So why come back now? Technically, this isn’t the duo’s first project since Instagram; in 2020, they teamed up to create the website Rt.live to track the spread of covid.

But Systrom told me they didn’t want to start a new company until three things happened: One, a big new wave in consumer technology that he and Krieger could attempt to catch. Two, a way to connect that wave to social technology, which he and Krieger continue to feel invested in emotionally. And three, an idea for how their product could solve a problem — Systrom has long considered technology design from the standpoint of what jobs it can do for its customers.

The tech that enabled ChatGPT also created new possibilities for social networks

The breakthrough that enabled Artifact was the transformer, which Google invented in 2017. It offers a mechanism for systems to understand language using far fewer inputs than had previously been required.

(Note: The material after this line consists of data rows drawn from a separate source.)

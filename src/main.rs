use chrono::{DateTime, NaiveDateTime};
use clap::{Parser, Subcommand};
use mediaq::query::{self, control, Filter, Paging};
use mediaq::timeline::{self, BucketRecord, Interval, TimeBucket, Zoom};
use mediaq::views;
use std::fs;
use std::io::{self, Read};
use std::path::{Path, PathBuf};
use std::process::ExitCode;
use tracing_subscriber::EnvFilter;

#[derive(Parser)]
#[command(name = "mediaq", about = "Parse, serialize and bucket media library filter expressions")]
struct Cli {
    #[arg(long, global = true, env = "MEDIAQ_DATE_KEY", default_value = "created_at", help = "Filter key holding the media timestamp")]
    date_key: String,

    #[command(subcommand)]
    command: Command,
}

#[derive(Subcommand)]
enum Command {
    /// Validate a filter and print its canonical text
    Check { filter: String },

    /// Print the filter with ordering and paging clauses for the media endpoint
    Query {
        filter: String,
        #[arg(long, default_value = "created_at")]
        order_by: String,
        #[arg(long)]
        asc: bool,
        #[arg(long, default_value_t = 100)]
        limit: u32,
        #[arg(long, default_value_t = 0)]
        page: u32,
        #[arg(long, help = "Drop ordering and paging, as sent for a count")]
        count: bool,
    },

    /// Print the date range of the filter and the interval it calls for
    Range { filter: String },

    /// Fill gaps in server bucket counts
    Fill {
        filter: String,
        #[arg(long, help = "YAML or JSON bucket list, '-' for stdin")]
        buckets: PathBuf,
        #[arg(long, help = "month, day or hour; chosen from the filter when omitted")]
        interval: Option<Interval>,
    },

    /// Print the first and last bucket index covering a time range
    Locate {
        filter: String,
        #[arg(long, help = "YAML or JSON bucket list, '-' for stdin")]
        buckets: PathBuf,
        #[arg(long)]
        interval: Option<Interval>,
        #[arg(long, help = "Range start, unix seconds")]
        from: i64,
        #[arg(long, help = "Range end, unix seconds")]
        to: i64,
    },

    /// Print the interval one zoom step away, if it stays under the bucket ceiling
    Zoom {
        filter: String,
        #[arg(long)]
        interval: Interval,
        #[arg(long = "in", conflicts_with = "zoom_out", required_unless_present = "zoom_out")]
        zoom_in: bool,
        #[arg(long = "out")]
        zoom_out: bool,
    },

    /// List saved views, marking those equal to the filter
    Views {
        filter: Option<String>,
        #[arg(long, env = "MEDIAQ_VIEWS")]
        dir: Option<PathBuf>,
    },
}

fn main() -> ExitCode {
    init_logging();
    let cli = Cli::parse();

    match cli.command {
        Command::Check { filter } => run_check(&filter),
        Command::Query {
            filter,
            order_by,
            asc,
            limit,
            page,
            count,
        } => {
            let paging = Paging {
                order_by,
                asc,
                limit,
                page,
            };
            run_query(&filter, &paging, count)
        }
        Command::Range { filter } => run_range(&filter, &cli.date_key),
        Command::Fill {
            filter,
            buckets,
            interval,
        } => run_fill(&filter, &cli.date_key, &buckets, interval),
        Command::Locate {
            filter,
            buckets,
            interval,
            from,
            to,
        } => run_locate(&filter, &cli.date_key, &buckets, interval, (from, to)),
        Command::Zoom {
            filter,
            interval,
            zoom_in,
            ..
        } => {
            let zoom = if zoom_in { Zoom::In } else { Zoom::Out };
            run_zoom(&filter, &cli.date_key, interval, zoom)
        }
        Command::Views { filter, dir } => run_views(filter.as_deref(), dir.as_deref()),
    }
}

fn init_logging() {
    let filter = std::env::var("MEDIAQ_LOG")
        .or_else(|_| std::env::var("RUST_LOG"))
        .unwrap_or_else(|_| "warn".to_string());

    tracing_subscriber::fmt()
        .with_target(false)
        .with_writer(io::stderr)
        .compact()
        .with_env_filter(EnvFilter::new(filter))
        .init();
}

fn parse_filter(text: &str) -> Option<Filter> {
    match query::parse(text) {
        Ok(filter) => Some(filter),
        Err(e) => {
            eprintln!("Filter error: {}", e);
            None
        }
    }
}

fn run_check(text: &str) -> ExitCode {
    let Some(filter) = parse_filter(text) else {
        return ExitCode::from(2);
    };

    println!("{}", filter);

    if let Err(e) = control::validate(&filter) {
        eprintln!("Warning: {}", e);
    }

    ExitCode::from(0)
}

fn run_query(text: &str, paging: &Paging, count: bool) -> ExitCode {
    let Some(filter) = parse_filter(text) else {
        return ExitCode::from(2);
    };

    if count {
        println!("{}", filter.without_controls());
    } else {
        println!("{}", filter.to_media_query(paging));
    }

    ExitCode::from(0)
}

fn run_range(text: &str, date_key: &str) -> ExitCode {
    let Some(filter) = parse_filter(text) else {
        return ExitCode::from(2);
    };

    let range = filter.date_range(date_key);
    let show = |bound: Option<NaiveDateTime>| {
        bound.map_or_else(|| "-".to_string(), |ts| ts.to_string())
    };

    println!("start: {}", show(range.start));
    println!("end: {}", show(range.end));
    println!("interval: {}", Interval::for_range(&range));

    ExitCode::from(0)
}

fn read_buckets(path: &Path) -> Result<Vec<TimeBucket>, String> {
    let content = if path == Path::new("-") {
        let mut content = String::new();
        io::stdin()
            .read_to_string(&mut content)
            .map_err(|e| format!("failed to read stdin: {}", e))?;
        content
    } else {
        fs::read_to_string(path).map_err(|e| format!("failed to read {}: {}", path.display(), e))?
    };

    let records: Vec<BucketRecord> =
        serde_yaml::from_str(&content).map_err(|e| format!("invalid bucket list: {}", e))?;

    records
        .into_iter()
        .map(|record| record.into_bucket().map_err(|e| e.to_string()))
        .collect()
}

fn load_filled(
    text: &str,
    date_key: &str,
    buckets: &Path,
    interval: Option<Interval>,
) -> Option<(Interval, Vec<TimeBucket>)> {
    let filter = parse_filter(text)?;
    let raw = match read_buckets(buckets) {
        Ok(raw) => raw,
        Err(e) => {
            eprintln!("Error: {}", e);
            return None;
        }
    };

    let range = filter.date_range(date_key);
    let interval = interval.unwrap_or_else(|| Interval::for_range(&range));
    Some((interval, timeline::fill(&raw, interval, &range)))
}

fn run_fill(text: &str, date_key: &str, buckets: &Path, interval: Option<Interval>) -> ExitCode {
    let Some((_, filled)) = load_filled(text, date_key, buckets, interval) else {
        return ExitCode::from(2);
    };

    for bucket in &filled {
        println!("{}\t{}", bucket, bucket.count);
    }

    ExitCode::from(0)
}

fn run_locate(
    text: &str,
    date_key: &str,
    buckets: &Path,
    interval: Option<Interval>,
    (from, to): (i64, i64),
) -> ExitCode {
    let Some((interval, filled)) = load_filled(text, date_key, buckets, interval) else {
        return ExitCode::from(2);
    };

    let (Some(start), Some(end)) = (DateTime::from_timestamp(from, 0), DateTime::from_timestamp(to, 0))
    else {
        eprintln!("Error: timestamp out of range");
        return ExitCode::from(2);
    };

    match timeline::locate(start.naive_utc(), end.naive_utc(), interval, &filled) {
        Ok((first, last)) => {
            println!("{}\t{}", first, last);
            ExitCode::from(0)
        }
        Err(e) => {
            tracing::debug!(error = %e, "range not located");
            ExitCode::from(1)
        }
    }
}

fn run_zoom(text: &str, date_key: &str, interval: Interval, zoom: Zoom) -> ExitCode {
    let Some(filter) = parse_filter(text) else {
        return ExitCode::from(2);
    };

    let range = filter.date_range(date_key);
    match interval.step(zoom) {
        Some(target) if interval.can_change(zoom, &range) => {
            println!("{}", target);
            ExitCode::from(0)
        }
        _ => ExitCode::from(1),
    }
}

fn run_views(text: Option<&str>, dir: Option<&Path>) -> ExitCode {
    let Some(dir) = dir else {
        eprintln!("Error: No views directory specified. Use --dir or set MEDIAQ_VIEWS");
        return ExitCode::from(2);
    };

    let active = match text.map(parse_filter) {
        Some(None) => return ExitCode::from(2),
        Some(Some(filter)) => Some(filter),
        None => None,
    };

    let saved = views::load_dir(dir);
    if saved.is_empty() {
        return ExitCode::from(1);
    }

    let matching: Vec<&str> = active
        .as_ref()
        .map(|filter| {
            views::find_matching(&saved, filter)
                .map(|view| view.name.as_str())
                .collect()
        })
        .unwrap_or_default();

    for view in &saved {
        let marker = if matching.contains(&view.name.as_str()) { "*" } else { " " };
        println!("{} {}\t{}", marker, view.name, view.filter);
    }

    ExitCode::from(0)
}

The transformer helped machine-learning systems improve at a much faster pace, leading directly to last year’s release of ChatGPT and the attendant boom in interest around AI. (Transformers are the “T” in ChatGPT.)

It also created some new possibilities for social networks. At first, social networks showed you stuff your friends thought was interesting — the Facebook model. Then they started showing you stuff based on the people that you chose to follow, whether you were friends or not — the Twitter model.

TikTok’s innovation was to show you stuff using only algorithmic predictions, regardless of who your friends are or who you followed. It soon became the most downloaded app in the world.

Artifact represents an effort to do the same thing but for text.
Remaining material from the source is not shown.